Top of EXCERPTED DATA
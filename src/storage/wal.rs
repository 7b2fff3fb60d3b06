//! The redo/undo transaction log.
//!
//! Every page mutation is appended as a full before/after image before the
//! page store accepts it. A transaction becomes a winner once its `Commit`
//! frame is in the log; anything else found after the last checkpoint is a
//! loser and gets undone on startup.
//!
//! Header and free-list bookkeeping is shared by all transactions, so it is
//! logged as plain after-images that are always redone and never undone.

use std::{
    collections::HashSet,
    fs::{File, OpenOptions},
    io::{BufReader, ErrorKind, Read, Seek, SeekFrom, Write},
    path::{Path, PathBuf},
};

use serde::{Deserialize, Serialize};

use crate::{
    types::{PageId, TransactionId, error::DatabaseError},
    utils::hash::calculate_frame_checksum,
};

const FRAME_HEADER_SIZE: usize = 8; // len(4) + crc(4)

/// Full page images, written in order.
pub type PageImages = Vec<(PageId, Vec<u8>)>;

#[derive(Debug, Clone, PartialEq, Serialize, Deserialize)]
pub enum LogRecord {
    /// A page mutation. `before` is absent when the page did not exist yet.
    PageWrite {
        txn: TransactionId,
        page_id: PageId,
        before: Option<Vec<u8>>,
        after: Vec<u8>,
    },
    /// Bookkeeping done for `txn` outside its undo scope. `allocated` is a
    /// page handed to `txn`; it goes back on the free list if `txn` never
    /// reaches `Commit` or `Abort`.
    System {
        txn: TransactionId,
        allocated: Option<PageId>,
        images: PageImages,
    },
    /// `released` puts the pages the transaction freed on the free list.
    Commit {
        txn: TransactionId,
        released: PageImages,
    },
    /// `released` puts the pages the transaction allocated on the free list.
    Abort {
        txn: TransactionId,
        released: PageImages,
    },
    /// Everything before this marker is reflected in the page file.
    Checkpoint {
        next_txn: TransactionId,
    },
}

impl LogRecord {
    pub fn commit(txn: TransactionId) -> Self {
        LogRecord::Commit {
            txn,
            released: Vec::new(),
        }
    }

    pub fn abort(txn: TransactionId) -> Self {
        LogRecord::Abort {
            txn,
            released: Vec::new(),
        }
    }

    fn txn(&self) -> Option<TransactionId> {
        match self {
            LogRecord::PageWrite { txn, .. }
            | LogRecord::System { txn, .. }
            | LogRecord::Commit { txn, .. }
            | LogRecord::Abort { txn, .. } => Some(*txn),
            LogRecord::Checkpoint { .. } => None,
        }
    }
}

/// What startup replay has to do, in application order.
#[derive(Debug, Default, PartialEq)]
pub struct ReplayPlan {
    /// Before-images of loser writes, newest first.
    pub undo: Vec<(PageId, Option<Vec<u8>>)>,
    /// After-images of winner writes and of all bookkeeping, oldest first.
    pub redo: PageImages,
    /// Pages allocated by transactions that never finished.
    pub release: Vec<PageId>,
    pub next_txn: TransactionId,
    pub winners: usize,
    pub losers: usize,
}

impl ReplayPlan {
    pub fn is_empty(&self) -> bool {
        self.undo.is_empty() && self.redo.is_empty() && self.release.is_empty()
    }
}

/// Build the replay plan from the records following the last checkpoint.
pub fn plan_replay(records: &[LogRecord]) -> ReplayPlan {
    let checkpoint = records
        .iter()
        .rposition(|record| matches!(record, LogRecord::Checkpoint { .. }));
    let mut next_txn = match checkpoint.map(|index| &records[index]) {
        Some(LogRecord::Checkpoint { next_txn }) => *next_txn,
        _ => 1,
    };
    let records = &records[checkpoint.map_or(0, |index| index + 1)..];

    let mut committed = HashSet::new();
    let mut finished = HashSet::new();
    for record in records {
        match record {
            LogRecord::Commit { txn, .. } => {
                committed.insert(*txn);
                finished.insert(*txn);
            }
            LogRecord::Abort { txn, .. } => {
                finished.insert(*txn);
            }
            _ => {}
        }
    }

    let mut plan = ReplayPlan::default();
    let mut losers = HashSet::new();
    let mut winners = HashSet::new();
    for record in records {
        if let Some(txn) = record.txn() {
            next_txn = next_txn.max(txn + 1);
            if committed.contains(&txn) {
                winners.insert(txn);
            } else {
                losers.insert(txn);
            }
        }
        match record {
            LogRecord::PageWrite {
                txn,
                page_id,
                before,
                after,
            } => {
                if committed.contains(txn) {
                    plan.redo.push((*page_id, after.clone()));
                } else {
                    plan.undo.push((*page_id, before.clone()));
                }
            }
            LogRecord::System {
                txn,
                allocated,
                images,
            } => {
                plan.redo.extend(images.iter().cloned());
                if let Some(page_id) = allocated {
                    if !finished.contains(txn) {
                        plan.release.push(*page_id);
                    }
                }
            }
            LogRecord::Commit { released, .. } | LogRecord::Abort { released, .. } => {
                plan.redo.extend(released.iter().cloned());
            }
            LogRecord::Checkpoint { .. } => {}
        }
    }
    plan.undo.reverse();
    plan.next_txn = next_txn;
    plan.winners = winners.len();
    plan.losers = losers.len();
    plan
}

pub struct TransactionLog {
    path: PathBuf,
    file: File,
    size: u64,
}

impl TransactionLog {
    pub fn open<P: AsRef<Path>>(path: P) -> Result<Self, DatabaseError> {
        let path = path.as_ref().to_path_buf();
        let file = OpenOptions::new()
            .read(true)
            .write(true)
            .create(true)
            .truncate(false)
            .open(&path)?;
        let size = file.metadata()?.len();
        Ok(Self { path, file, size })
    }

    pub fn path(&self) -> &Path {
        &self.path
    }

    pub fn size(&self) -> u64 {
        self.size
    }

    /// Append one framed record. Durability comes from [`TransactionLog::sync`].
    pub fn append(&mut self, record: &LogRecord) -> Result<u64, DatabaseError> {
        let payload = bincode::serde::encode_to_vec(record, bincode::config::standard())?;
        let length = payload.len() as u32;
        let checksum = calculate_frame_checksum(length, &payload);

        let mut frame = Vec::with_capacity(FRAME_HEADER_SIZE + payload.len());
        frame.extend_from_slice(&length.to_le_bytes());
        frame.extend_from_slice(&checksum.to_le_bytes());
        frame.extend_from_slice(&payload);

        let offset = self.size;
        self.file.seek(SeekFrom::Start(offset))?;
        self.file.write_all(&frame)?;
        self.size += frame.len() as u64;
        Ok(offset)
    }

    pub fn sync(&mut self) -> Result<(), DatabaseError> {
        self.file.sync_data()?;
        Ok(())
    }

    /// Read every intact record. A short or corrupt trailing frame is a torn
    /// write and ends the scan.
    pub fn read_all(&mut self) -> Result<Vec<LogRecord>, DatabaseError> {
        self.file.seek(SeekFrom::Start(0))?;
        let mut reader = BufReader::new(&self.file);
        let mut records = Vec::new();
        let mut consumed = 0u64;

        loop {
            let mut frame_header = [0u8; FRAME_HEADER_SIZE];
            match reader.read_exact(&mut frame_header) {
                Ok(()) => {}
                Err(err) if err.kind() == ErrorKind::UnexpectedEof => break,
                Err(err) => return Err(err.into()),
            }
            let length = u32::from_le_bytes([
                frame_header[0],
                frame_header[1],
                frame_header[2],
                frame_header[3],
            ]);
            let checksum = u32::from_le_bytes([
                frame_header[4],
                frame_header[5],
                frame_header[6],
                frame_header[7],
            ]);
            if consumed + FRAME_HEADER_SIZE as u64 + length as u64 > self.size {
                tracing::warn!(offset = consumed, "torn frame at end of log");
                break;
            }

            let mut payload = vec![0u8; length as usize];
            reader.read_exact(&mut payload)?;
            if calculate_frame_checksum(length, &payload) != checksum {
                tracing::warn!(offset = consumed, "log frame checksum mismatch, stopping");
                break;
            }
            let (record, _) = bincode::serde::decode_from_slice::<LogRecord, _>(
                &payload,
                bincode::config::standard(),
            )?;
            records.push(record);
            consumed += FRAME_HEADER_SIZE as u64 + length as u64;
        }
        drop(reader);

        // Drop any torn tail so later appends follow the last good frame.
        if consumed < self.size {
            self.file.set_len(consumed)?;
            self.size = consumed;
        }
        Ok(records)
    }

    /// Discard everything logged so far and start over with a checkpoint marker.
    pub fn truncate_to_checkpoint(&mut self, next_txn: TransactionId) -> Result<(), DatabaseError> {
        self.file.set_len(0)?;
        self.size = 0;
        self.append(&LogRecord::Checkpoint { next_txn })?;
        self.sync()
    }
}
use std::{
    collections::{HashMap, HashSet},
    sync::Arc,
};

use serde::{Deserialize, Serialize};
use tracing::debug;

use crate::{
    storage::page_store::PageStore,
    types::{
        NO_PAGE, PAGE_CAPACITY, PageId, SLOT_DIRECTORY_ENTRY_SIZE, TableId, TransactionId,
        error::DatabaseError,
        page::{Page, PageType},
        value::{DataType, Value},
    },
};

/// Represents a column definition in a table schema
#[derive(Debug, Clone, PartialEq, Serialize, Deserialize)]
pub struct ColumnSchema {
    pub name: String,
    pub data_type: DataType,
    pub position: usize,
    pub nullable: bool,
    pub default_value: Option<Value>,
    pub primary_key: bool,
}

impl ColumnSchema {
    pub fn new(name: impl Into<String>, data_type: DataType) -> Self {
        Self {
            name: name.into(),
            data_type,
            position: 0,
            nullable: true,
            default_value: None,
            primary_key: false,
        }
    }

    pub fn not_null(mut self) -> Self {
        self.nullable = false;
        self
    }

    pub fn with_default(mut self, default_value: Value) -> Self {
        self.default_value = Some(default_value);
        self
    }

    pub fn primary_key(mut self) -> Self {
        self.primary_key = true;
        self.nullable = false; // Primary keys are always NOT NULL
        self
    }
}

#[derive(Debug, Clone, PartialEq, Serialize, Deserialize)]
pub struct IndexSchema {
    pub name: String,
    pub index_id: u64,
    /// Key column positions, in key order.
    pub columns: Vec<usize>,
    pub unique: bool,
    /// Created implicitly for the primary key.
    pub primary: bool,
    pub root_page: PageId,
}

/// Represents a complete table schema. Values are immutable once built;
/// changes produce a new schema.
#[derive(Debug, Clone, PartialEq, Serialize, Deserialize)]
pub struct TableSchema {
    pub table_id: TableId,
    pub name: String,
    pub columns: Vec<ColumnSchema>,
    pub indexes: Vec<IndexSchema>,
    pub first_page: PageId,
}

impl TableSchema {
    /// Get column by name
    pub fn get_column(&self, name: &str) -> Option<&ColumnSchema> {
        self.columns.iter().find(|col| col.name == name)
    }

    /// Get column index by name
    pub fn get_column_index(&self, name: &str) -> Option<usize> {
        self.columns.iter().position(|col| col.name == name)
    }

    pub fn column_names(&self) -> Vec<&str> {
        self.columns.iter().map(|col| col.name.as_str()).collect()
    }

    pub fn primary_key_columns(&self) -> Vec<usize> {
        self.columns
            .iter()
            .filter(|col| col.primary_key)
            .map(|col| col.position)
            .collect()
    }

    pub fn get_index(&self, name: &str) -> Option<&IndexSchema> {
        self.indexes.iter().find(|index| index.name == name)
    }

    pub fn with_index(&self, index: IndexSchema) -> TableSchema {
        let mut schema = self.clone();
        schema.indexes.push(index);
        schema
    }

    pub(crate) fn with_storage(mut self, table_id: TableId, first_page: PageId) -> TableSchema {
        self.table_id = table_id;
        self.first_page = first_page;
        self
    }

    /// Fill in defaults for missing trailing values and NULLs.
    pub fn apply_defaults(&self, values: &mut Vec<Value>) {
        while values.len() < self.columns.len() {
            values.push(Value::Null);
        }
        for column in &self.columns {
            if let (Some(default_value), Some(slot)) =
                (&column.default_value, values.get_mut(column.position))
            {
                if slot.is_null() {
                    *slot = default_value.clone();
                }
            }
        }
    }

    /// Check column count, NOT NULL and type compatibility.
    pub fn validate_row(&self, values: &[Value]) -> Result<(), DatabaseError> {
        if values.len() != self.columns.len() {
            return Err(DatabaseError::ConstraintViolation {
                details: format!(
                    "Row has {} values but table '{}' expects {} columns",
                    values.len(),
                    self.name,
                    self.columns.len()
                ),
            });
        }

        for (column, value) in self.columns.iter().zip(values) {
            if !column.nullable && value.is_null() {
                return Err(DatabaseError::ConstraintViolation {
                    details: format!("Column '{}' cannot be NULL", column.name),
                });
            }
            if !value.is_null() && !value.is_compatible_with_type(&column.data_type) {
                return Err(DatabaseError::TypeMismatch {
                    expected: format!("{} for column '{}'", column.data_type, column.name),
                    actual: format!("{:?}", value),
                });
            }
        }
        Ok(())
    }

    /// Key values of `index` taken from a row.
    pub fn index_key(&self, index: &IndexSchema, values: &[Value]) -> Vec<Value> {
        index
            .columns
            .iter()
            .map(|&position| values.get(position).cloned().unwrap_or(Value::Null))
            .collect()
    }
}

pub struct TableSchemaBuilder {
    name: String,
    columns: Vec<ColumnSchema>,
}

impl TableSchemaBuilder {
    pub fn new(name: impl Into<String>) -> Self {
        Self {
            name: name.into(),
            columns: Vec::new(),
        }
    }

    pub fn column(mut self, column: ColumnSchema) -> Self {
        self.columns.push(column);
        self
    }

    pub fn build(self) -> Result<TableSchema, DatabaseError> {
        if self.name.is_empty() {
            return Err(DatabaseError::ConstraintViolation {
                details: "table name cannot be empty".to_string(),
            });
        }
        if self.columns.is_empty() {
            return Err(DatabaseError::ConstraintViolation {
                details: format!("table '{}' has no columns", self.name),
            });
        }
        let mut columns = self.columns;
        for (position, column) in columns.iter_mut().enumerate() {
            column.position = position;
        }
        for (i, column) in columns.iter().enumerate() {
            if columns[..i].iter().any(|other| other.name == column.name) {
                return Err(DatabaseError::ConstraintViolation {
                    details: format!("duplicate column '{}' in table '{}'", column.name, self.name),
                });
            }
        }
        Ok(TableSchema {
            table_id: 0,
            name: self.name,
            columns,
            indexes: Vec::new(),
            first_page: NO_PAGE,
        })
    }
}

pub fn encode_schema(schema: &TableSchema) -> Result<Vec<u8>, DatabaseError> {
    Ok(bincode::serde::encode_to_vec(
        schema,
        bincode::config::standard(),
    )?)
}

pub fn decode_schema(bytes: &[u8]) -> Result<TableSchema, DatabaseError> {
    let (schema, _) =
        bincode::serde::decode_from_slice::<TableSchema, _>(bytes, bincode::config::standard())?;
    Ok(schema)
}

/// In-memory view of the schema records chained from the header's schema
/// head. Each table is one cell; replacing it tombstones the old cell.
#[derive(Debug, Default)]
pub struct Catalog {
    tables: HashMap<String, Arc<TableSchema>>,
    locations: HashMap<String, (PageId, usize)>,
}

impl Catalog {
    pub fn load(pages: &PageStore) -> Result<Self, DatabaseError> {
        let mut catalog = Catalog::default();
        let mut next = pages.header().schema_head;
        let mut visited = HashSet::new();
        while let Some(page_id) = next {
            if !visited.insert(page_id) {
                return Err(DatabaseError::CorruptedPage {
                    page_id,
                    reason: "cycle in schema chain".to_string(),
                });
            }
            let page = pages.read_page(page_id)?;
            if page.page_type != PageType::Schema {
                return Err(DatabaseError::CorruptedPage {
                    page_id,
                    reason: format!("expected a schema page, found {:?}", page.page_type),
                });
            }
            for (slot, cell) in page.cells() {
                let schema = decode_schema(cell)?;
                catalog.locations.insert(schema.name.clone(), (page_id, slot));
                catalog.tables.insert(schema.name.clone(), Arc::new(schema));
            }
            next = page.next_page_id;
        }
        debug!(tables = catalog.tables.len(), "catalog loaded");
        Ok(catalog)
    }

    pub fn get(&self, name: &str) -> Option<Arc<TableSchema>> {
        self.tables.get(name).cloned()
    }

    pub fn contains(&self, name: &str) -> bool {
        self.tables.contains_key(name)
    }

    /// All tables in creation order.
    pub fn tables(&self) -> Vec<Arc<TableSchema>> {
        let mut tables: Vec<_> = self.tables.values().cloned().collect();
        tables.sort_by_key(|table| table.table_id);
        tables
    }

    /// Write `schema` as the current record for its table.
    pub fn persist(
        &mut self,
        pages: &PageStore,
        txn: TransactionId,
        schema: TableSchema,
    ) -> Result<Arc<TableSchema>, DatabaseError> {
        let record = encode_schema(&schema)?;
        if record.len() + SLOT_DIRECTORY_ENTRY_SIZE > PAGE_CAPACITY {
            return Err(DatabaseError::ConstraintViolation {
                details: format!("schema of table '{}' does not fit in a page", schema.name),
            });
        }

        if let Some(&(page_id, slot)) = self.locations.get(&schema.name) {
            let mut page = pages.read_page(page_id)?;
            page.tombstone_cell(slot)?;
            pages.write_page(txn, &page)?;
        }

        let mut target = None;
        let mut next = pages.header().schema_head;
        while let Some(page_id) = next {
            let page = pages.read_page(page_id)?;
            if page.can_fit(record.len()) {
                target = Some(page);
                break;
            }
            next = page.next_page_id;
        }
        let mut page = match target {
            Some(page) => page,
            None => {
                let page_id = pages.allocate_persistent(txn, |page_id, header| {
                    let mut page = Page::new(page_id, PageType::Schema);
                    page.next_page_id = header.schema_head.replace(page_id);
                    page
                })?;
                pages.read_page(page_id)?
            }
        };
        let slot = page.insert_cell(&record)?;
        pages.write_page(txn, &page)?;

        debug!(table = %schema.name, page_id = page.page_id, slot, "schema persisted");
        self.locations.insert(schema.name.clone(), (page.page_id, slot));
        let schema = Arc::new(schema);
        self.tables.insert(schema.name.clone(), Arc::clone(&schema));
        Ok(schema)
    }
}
Bottom of EXCERPTED DATA
Wherever the string "released" occurs in the data, copy the line that holds it.

## [ANSWER SPACE]
    /// `released` puts the pages the transaction freed on the free list.
        released: PageImages,
    /// `released` puts the pages the transaction allocated on the free list.
        released: PageImages,
            released: Vec::new(),
            released: Vec::new(),
            LogRecord::Commit { released, .. } | LogRecord::Abort { released, .. } => {
                plan.redo.extend(released.iter().cloned());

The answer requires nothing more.